EXERCISE → Give back exactly the lines of the entries below from the line with "fn fmt(&self, f: &mut" to the line with "the paging code.", inclusive, and only those.

AVAILABLE RECORDS →
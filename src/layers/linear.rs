use crate::{Error, Result, Tensor};
use ndarray::{Array1, Array2, Ix2};

/// Fully connected layer, `y = x W^T + b`. No activation is applied, so a
/// classifier head emits raw logits.
///
/// Weights are stored as `(out_features, in_features)`.
#[derive(Debug, Clone)]
pub struct Linear {
    name: String,
    weights: Array2<f32>,
    bias: Array1<f32>,
}

impl Linear {
    /// Zero-initialized layer.
    pub fn new(name: impl Into<String>, in_features: usize, out_features: usize) -> Self {
        Self {
            name: name.into(),
            weights: Array2::zeros((out_features, in_features)),
            bias: Array1::zeros(out_features),
        }
    }

    pub fn with_weights(
        name: impl Into<String>,
        weights: Array2<f32>,
        bias: Array1<f32>,
    ) -> Result<Self> {
        let units = weights.nrows();

        if bias.len() != units {
            return Err(Error::Layer(format!(
                "Bias size {} doesn't match units {}",
                bias.len(),
                units
            )));
        }

        Ok(Self {
            name: name.into(),
            weights,
            bias,
        })
    }

    pub fn in_features(&self) -> usize {
        self.weights.ncols()
    }

    pub fn out_features(&self) -> usize {
        self.weights.nrows()
    }

    pub fn weights(&self) -> &Array2<f32> {
        &self.weights
    }

    pub fn weights_mut(&mut self) -> &mut Array2<f32> {
        &mut self.weights
    }

    pub fn bias(&self) -> &Array1<f32> {
        &self.bias
    }

    pub fn bias_mut(&mut self) -> &mut Array1<f32> {
        &mut self.bias
    }
}

impl super::Layer for Linear {
    fn forward(&self, input: &Tensor) -> Result<Tensor> {
        let input_shape = input.shape();

        let features = match *input_shape {
            [_, features] => features,
            _ => {
                return Err(Error::Layer(format!(
                    "Linear layer expects 2D input, got {:?}",
                    input_shape
                )))
            }
        };

        if features != self.in_features() {
            return Err(Error::ShapeMismatch {
                expected: vec![self.in_features()],
                actual: vec![features],
            });
        }

        let input_2d = input
            .data()
            .view()
            .into_dimensionality::<Ix2>()
            .map_err(|e| Error::Layer(format!("Reshape failed: {}", e)))?;

        let output = input_2d.dot(&self.weights.t()) + &self.bias;

        Ok(Tensor::new(output.into_dyn()))
    }

    fn name(&self) -> &str {
        &self.name
    }

    fn output_shape(&self, input_shape: &[usize]) -> Result<Vec<usize>> {
        match *input_shape {
            [batch, features] if features == self.in_features() => {
                Ok(vec![batch, self.out_features()])
            }
            [_, features] => Err(Error::ShapeMismatch {
                expected: vec![self.in_features()],
                actual: vec![features],
            }),
            _ => Err(Error::Layer(format!(
                "Linear layer expects 2D input, got {:?}",
                input_shape
            ))),
        }
    }

    fn visit_mut(&mut self, f: &mut dyn FnMut(super::LayerMut<'_>)) {
        f(super::LayerMut::Linear(self));
    }

    fn num_parameters(&self) -> usize {
        self.weights.len() + self.bias.len()
    }
}
//! # Page Allocation
//!
//! The four calls the rest of the kernel uses to get and return frames.
//! Every one of them halts if the direct map is not installed yet.
//!
//! Page-table roots have their own pool. Taking a root falls back to the
//! general pool when the page-table pool is empty, but releasing a root
//! always returns it to the page-table pool.

use crate::direct_map::ZERO_FRAME;
use crate::{AllocError, FreeList, MappedFrame, PhysicalMemory};
use kernel_memory_addresses::PhysicalAddress;

impl PhysicalMemory<'_> {
    /// A general-pool page with every byte cleared. Its count is zero.
    ///
    /// # Errors
    /// [`AllocError::Exhausted`] if the general pool is empty.
    pub fn new_zeroed_page(&self) -> Result<MappedFrame, AllocError> {
        let frame = self.allocate(FreeList::General)?;
        // SAFETY: the frame was just unlinked and has no owner yet.
        unsafe { frame.bytes_mut() }.0.copy_from_slice(&ZERO_FRAME.0);
        Ok(frame)
    }

    /// A general-pool page with unspecified contents. Its count is zero.
    ///
    /// # Errors
    /// [`AllocError::Exhausted`] if the general pool is empty.
    pub fn new_raw_page(&self) -> Result<MappedFrame, AllocError> {
        self.allocate(FreeList::General)
    }

    /// A frame for a new top-level page table.
    ///
    /// Reuses a released root if one is cached, otherwise takes a zeroed
    /// page from the general pool. A reused root is handed out exactly as
    /// it was released.
    ///
    /// # Errors
    /// [`AllocError::Exhausted`] if both pools are empty.
    pub fn new_page_table_root(&self) -> Result<MappedFrame, AllocError> {
        if let Some(frame) = self.take(FreeList::PageTables) {
            log::trace!("reusing page-table root {}", frame.page());
            return Ok(frame);
        }
        log::trace!("page-table pool empty, taking a zeroed page");
        self.new_zeroed_page()
    }

    /// Drop a reference on a page-table root.
    ///
    /// On the last reference the frame goes to the page-table pool rather
    /// than the general one. Returns whether that happened.
    #[must_use]
    pub fn release_page_table_root(&self, pa: PhysicalAddress) -> bool {
        self.ensure_initialized();
        let (index, last) = self.drop_ref(pa);
        if last {
            log::trace!("caching page-table root {}", self.page_of(index));
            self.free(FreeList::PageTables, index);
        }
        last
    }
}
use crate::PageSize;
use core::fmt;
use core::marker::PhantomData;

/// The offset within a page of size `S` (`0..S::SIZE-1`).
#[repr(transparent)]
#[derive(Copy, Clone, Eq, PartialEq, Ord, PartialOrd, Hash)]
pub struct MemoryAddressOffset<S: PageSize> {
    value: u64,
    _phantom: PhantomData<S>,
}

impl<S: PageSize> MemoryAddressOffset<S> {
    /// Create from a raw value, asserting it is < `S::SIZE` in debug.
    #[inline]
    #[must_use]
    pub const fn new(value: u64) -> Self {
        debug_assert!(value < S::SIZE, "offset must be < page size");
        Self {
            value: value & (S::SIZE - 1),
            _phantom: PhantomData,
        }
    }

    #[inline]
    #[must_use]
    pub const fn as_u64(self) -> u64 {
        self.value
    }

    #[inline]
    #[must_use]
    #[allow(clippy::cast_possible_truncation)]
    pub const fn as_usize(self) -> usize {
        self.value as usize
    }
}

impl<S: PageSize> fmt::Debug for MemoryAddressOffset<S> {
    fn fmt(&self, f: &mut fmt::Formatter<'_>) -> fmt::Result {
        write!(f, "Offset<{}>({:#X})", S::as_str(), self.value)
    }
}
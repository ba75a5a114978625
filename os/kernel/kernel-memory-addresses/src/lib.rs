//! # Virtual and Physical Memory Address Types
//!
//! Strongly typed wrappers for raw memory addresses, page bases, and frame
//! numbers used by the physical memory manager and the paging code.
//!
//! ## Overview
//!
//! | Type | Meaning |
//! |------|---------|
//! | [`PhysicalAddress`] | A byte in physical memory (RAM or MMIO). |
//! | [`VirtualAddress`] | A byte in the current virtual address space. |
//! | [`PhysicalPage<S>`] | The page-aligned base of a physical page of size `S`. |
//! | [`MemoryAddressOffset<S>`] | The offset of an address within its page of size `S`. |
//! | [`FrameNumber`] | A physical address divided by the frame size. |
//!
//! All types are `#[repr(transparent)]` over `u64` and zero-cost.
//!
//! ```rust
//! # use kernel_memory_addresses::*;
//! let pa = PhysicalAddress::new(0x0000_0010_2000_0042);
//! let (page, off) = pa.split::<Size4K>();
//! assert_eq!(page.base().as_u64(), 0x0000_0010_2000_0000);
//! assert_eq!(off.as_u64(), 0x42);
//! assert_eq!(page.join(off), pa);
//!
//! let frame = page.frame_number();
//! assert_eq!(PhysicalPage::<Size4K>::from_frame_number(frame), page);
//! ```

#![cfg_attr(not(any(test, doctest)), no_std)]

mod frame_number;
mod memory_address_offset;
mod page_size;
mod physical_address;
mod physical_page;
mod virtual_address;

pub use frame_number::FrameNumber;
pub use memory_address_offset::MemoryAddressOffset;
pub use page_size::{PageSize, Size4K};
pub use physical_address::PhysicalAddress;
pub use physical_page::PhysicalPage;
pub use virtual_address::VirtualAddress;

OUTPUT FOR THIS EXERCISE →
    fn fmt(&self, f: &mut fmt::Formatter<'_>) -> fmt::Result {
        write!(f, "Offset<{}>({:#X})", S::as_str(), self.value)
    }
}
repository ba75a5a114978625
filename os/kernel/kernel-memory-addresses/src/lib.rs
//! # Virtual and Physical Memory Address Types
//!
//! Strongly typed wrappers for raw memory addresses, page bases, and frame
//! numbers used by the physical memory manager and the paging code.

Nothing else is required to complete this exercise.